お身体の診察をすると、お身体は少し冷や汗をかかれている。呼吸苦を感じておられたためか、ベッドは半坐位になっていた。頚静脈圧の診察には適切な体位であり、頚静脈は下顎角のあたりまで怒張しており、明らかに頚静脈圧が上昇していることが分かった(頚静脈圧は45°半坐位で胸骨角から4.5cmまでが正常。頚静脈圧の上昇は右心系の心不全を示唆する)。口腔内はmoistで、やはり脱水とは思えない。胸部聴診では両背側にcrackleを聴取、下腿浮腫も見られ、A型インフルエンザの先行感染があることを考えると、ウイルス性心筋炎による心源性ショックの可能性が高いと考えた。北村先生の採血項目に、院内採血で可能な生化学検査をすべて追加し、採取した検体を再検査、さらに胸部レントゲン、心電図を指示した。
胸部レントゲンでは、明らかな心拡大とbutterfly shadow(心不全で特徴的なレントゲン所見)が見られ、心電図は全体的に低電位で、心筋梗塞とは異なり、不規則な誘導でST―T異常を認めた。生化学検査ではGPTは基準値内だが、GOT、CPKが高値を示しており、やはりウイルス性心筋炎に伴う心源性ショックと診断した。心筋炎は、心臓の筋肉がダメージを受けて心機能が低下している状態で、重症なら心臓が止まってしまうこともある。患者さんを連れてこられたお母様と、ご本人に病状説明。
「ご挨拶が遅れました。内科の保谷と申します。点滴をしても状態がよくならないとのことで、私が診察させてもらいました。血圧が低く、脈拍が速く、少し冷や汗もかいておられ、何らかの原因で、身体の隅々にまで酸素や栄養が送られない、医学的に『ショック』という重症の状態です。北村先生の検査にいくつか追加の検査をさせてもらうと、心臓の筋肉にダメージが起きて、心臓の機能が落ちることによっておこる『心源性ショック』という状態だとわかりました。インフルエンザにかかってから急に調子が悪くなっているので、インフルエンザウイルスが心臓の筋肉に悪さをして、心臓の筋肉が弱っている状態です。非常に重症の状態なので、救命救急センターから、受け入れ病院を探していきます」
と説明した。お母様は
「ほかの先生の説明は納得できなかったけど、先生の説明でよく分かりました。納得できました。

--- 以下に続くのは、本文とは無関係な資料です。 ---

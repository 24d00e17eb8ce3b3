//! NIST P-256 vectors, checked against an independent reference: plain
//! left-to-right double-and-add built directly from `Point::double` /
//! `Point::add`, which never touches either windowed ladder
//! (`ec::ladder::scalar_mul` or `ec::p256::scalar_mul_generator`). This
//! keeps the test from being circular with the code it's checking.

use std::cmp::Ordering;
use std::rc::Rc;

use ecc_ws::ec::{CurveContext, Point};

const P256_MODULUS: [u8; 32] = [
    0xff, 0xff, 0xff, 0xff, 0x00, 0x00, 0x00, 0x01, 0x00, 0x00, 0x00, 0x00, 0x00, 0x00, 0x00, 0x00,
    0x00, 0x00, 0x00, 0x00, 0xff, 0xff, 0xff, 0xff, 0xff, 0xff, 0xff, 0xff, 0xff, 0xff, 0xff, 0xff,
];

const P256_B: [u8; 32] = [
    0x5a, 0xc6, 0x35, 0xd8, 0xaa, 0x3a, 0x93, 0xe7, 0xb3, 0xeb, 0xbd, 0x55, 0x76, 0x98, 0x86, 0xbc,
    0x65, 0x1d, 0x06, 0xb0, 0xcc, 0x53, 0xb0, 0xf6, 0x3b, 0xce, 0x3c, 0x3e, 0x27, 0xd2, 0x60, 0x4b,
];

const P256_ORDER: [u8; 32] = [
    0xff, 0xff, 0xff, 0xff, 0x00, 0x00, 0x00, 0x00, 0xff, 0xff, 0xff, 0xff, 0xff, 0xff, 0xff, 0xff,
    0xbc, 0xe6, 0xfa, 0xad, 0xa7, 0x17, 0x9e, 0x84, 0xf3, 0xb9, 0xca, 0xc2, 0xfc, 0x63, 0x25, 0x51,
];

const P256_GX: [u8; 32] = [
    0x6b, 0x17, 0xd1, 0xf2, 0xe1, 0x2c, 0x42, 0x47, 0xf8, 0xbc, 0xe6, 0xe5, 0x63, 0xa4, 0x40, 0xf2,
    0x77, 0x03, 0x7d, 0x81, 0x2d, 0xeb, 0x33, 0xa0, 0xf4, 0xa1, 0x39, 0x45, 0xd8, 0x98, 0xc2, 0x96,
];

const P256_GY: [u8; 32] = [
    0x4f, 0xe3, 0x42, 0xe2, 0xfe, 0x1a, 0x7f, 0x9b, 0x8e, 0xe7, 0xeb, 0x4a, 0x7c, 0x0f, 0x9e, 0x16,
    0x2b, 0xce, 0x33, 0x57, 0x6b, 0x31, 0x5e, 0xce, 0xcb, 0xb6, 0x40, 0x68, 0x37, 0xbf, 0x51, 0xf5,
];

fn p256_ctx() -> Rc<CurveContext> {
    Rc::new(CurveContext::new(&P256_MODULUS, &P256_B, &P256_ORDER, 32, 0).unwrap())
}

fn generator(ctx: &Rc<CurveContext>) -> Point {
    Point::new(&P256_GX, &P256_GY, 32, ctx).unwrap()
}

/// Left-to-right double-and-add, bypassing both windowed ladders.
fn reference_scalar_mul(base: &Point, k: &[u8; 32]) -> Point {
    // acc starts at the point at infinity, built from the same context.
    let mut acc = base.clone();
    acc.scalar(&[0u8; 32], 32, 0).unwrap();

    for byte in k {
        for bit in (0..8).rev() {
            acc.double();
            if (byte >> bit) & 1 == 1 {
                acc = acc.add(base).unwrap();
            }
        }
    }
    acc
}

fn be32(value: u64) -> [u8; 32] {
    let mut out = [0u8; 32];
    out[24..].copy_from_slice(&value.to_be_bytes());
    out
}

#[test]
fn generator_ladder_matches_double_and_add() {
    let ctx = p256_ctx();
    let g = generator(&ctx);

    for &k in &[1u64, 2, 3, 5, 13, 255, 65536, 0xDEAD_BEEF_CAFE_u64] {
        let k_bytes = be32(k);
        let mut via_ladder = g.clone();
        via_ladder.scalar(&k_bytes, 32, 0).unwrap();

        let via_reference = reference_scalar_mul(&g, &k_bytes);
        assert_eq!(via_ladder.cmp(&via_reference).unwrap(), Ordering::Equal);
    }
}

#[test]
fn arbitrary_point_ladder_matches_double_and_add() {
    let ctx = p256_ctx();
    let g = generator(&ctx);
    let mut h = g.clone();
    h.double(); // H = 2G, not the context's generator constant

    for &k in &[1u64, 4, 7, 17, 1000, 0x1234_5678] {
        let k_bytes = be32(k);
        let mut via_ladder = h.clone();
        via_ladder.scalar(&k_bytes, 32, 0).unwrap();

        let via_reference = reference_scalar_mul(&h, &k_bytes);
        assert_eq!(via_ladder.cmp(&via_reference).unwrap(), Ordering::Equal);
    }
}

#[test]
fn generator_scalar_order_returns_to_infinity() {
    let ctx = p256_ctx();
    let mut g = generator(&ctx);
    g.scalar(&P256_ORDER, 32, 0).unwrap();
    assert!(g.is_pai());
}

#[test]
fn blinded_arbitrary_scalar_matches_unblinded() {
    let ctx = p256_ctx();
    let g = generator(&ctx);
    let mut h = g.clone();
    h.double(); // not the context's generator constant, so this takes ec::ladder

    let k = be32(123_456_789);

    let mut unblinded = h.clone();
    unblinded.scalar(&k, 32, 0).unwrap();

    let mut blinded = h.clone();
    blinded.scalar(&k, 32, 0x5EED_5EED_5EED_5EED).unwrap();

    assert_eq!(unblinded.cmp(&blinded).unwrap(), Ordering::Equal);
}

転送をよろしくお願いします」
とおっしゃってくださった。
すぐに近隣の救命救急センターに連絡、
「A型インフルエンザ感染に起因する急性心筋炎、心源性ショック」
との診断で転院を依頼したい、とお願いし、速やかに紹介状を用意し同院の病診連携室に送信。しばらくして、受け入れ可能と連絡が診療所に入り、市の救急車を要請、患者さんとお母様を乗せて、救命救急センターに患者さんは向かわれた。
数日後に、救命救急センターから、
「急性心筋炎による心源性ショックだが、カテコラミンで心機能は維持できており、全身状態も改善している」
との報告があり、ほっとした。
それまではしばしばその患者さんは当診を受診してくれていたのだが、この出来事以来、受診されることはなくなってしまった。おそらく信頼を失ったのだろう。残念なことである。
バイタルサインの異常に気付き、ご本人が
「水分は取っている」
と言っておられ、口腔内も湿り気があるのだから、脱水による低容量性ショックは考えにくい、と考えるべきだし、インフルエンザの合併症で頻度はまれだが(ほとんどの人は合併症なく治癒するので)、心筋炎などの原因となりうる、と知っていれば、もっと早く診断はついただろうと思う。
バイタル異常がある人ほど、ちゃんと鑑別診断を考えて医療を行なおうよ!と思った。
看護師さんには、
「バイタルサイン異常の人が来たら、遠慮せず私を呼んでください」
と伝えた。診療所の中では、新入りの私が最もその辺りに長けているようである。九田記念病院での訓練が生かされているのであろう、ありがたいことだと思った。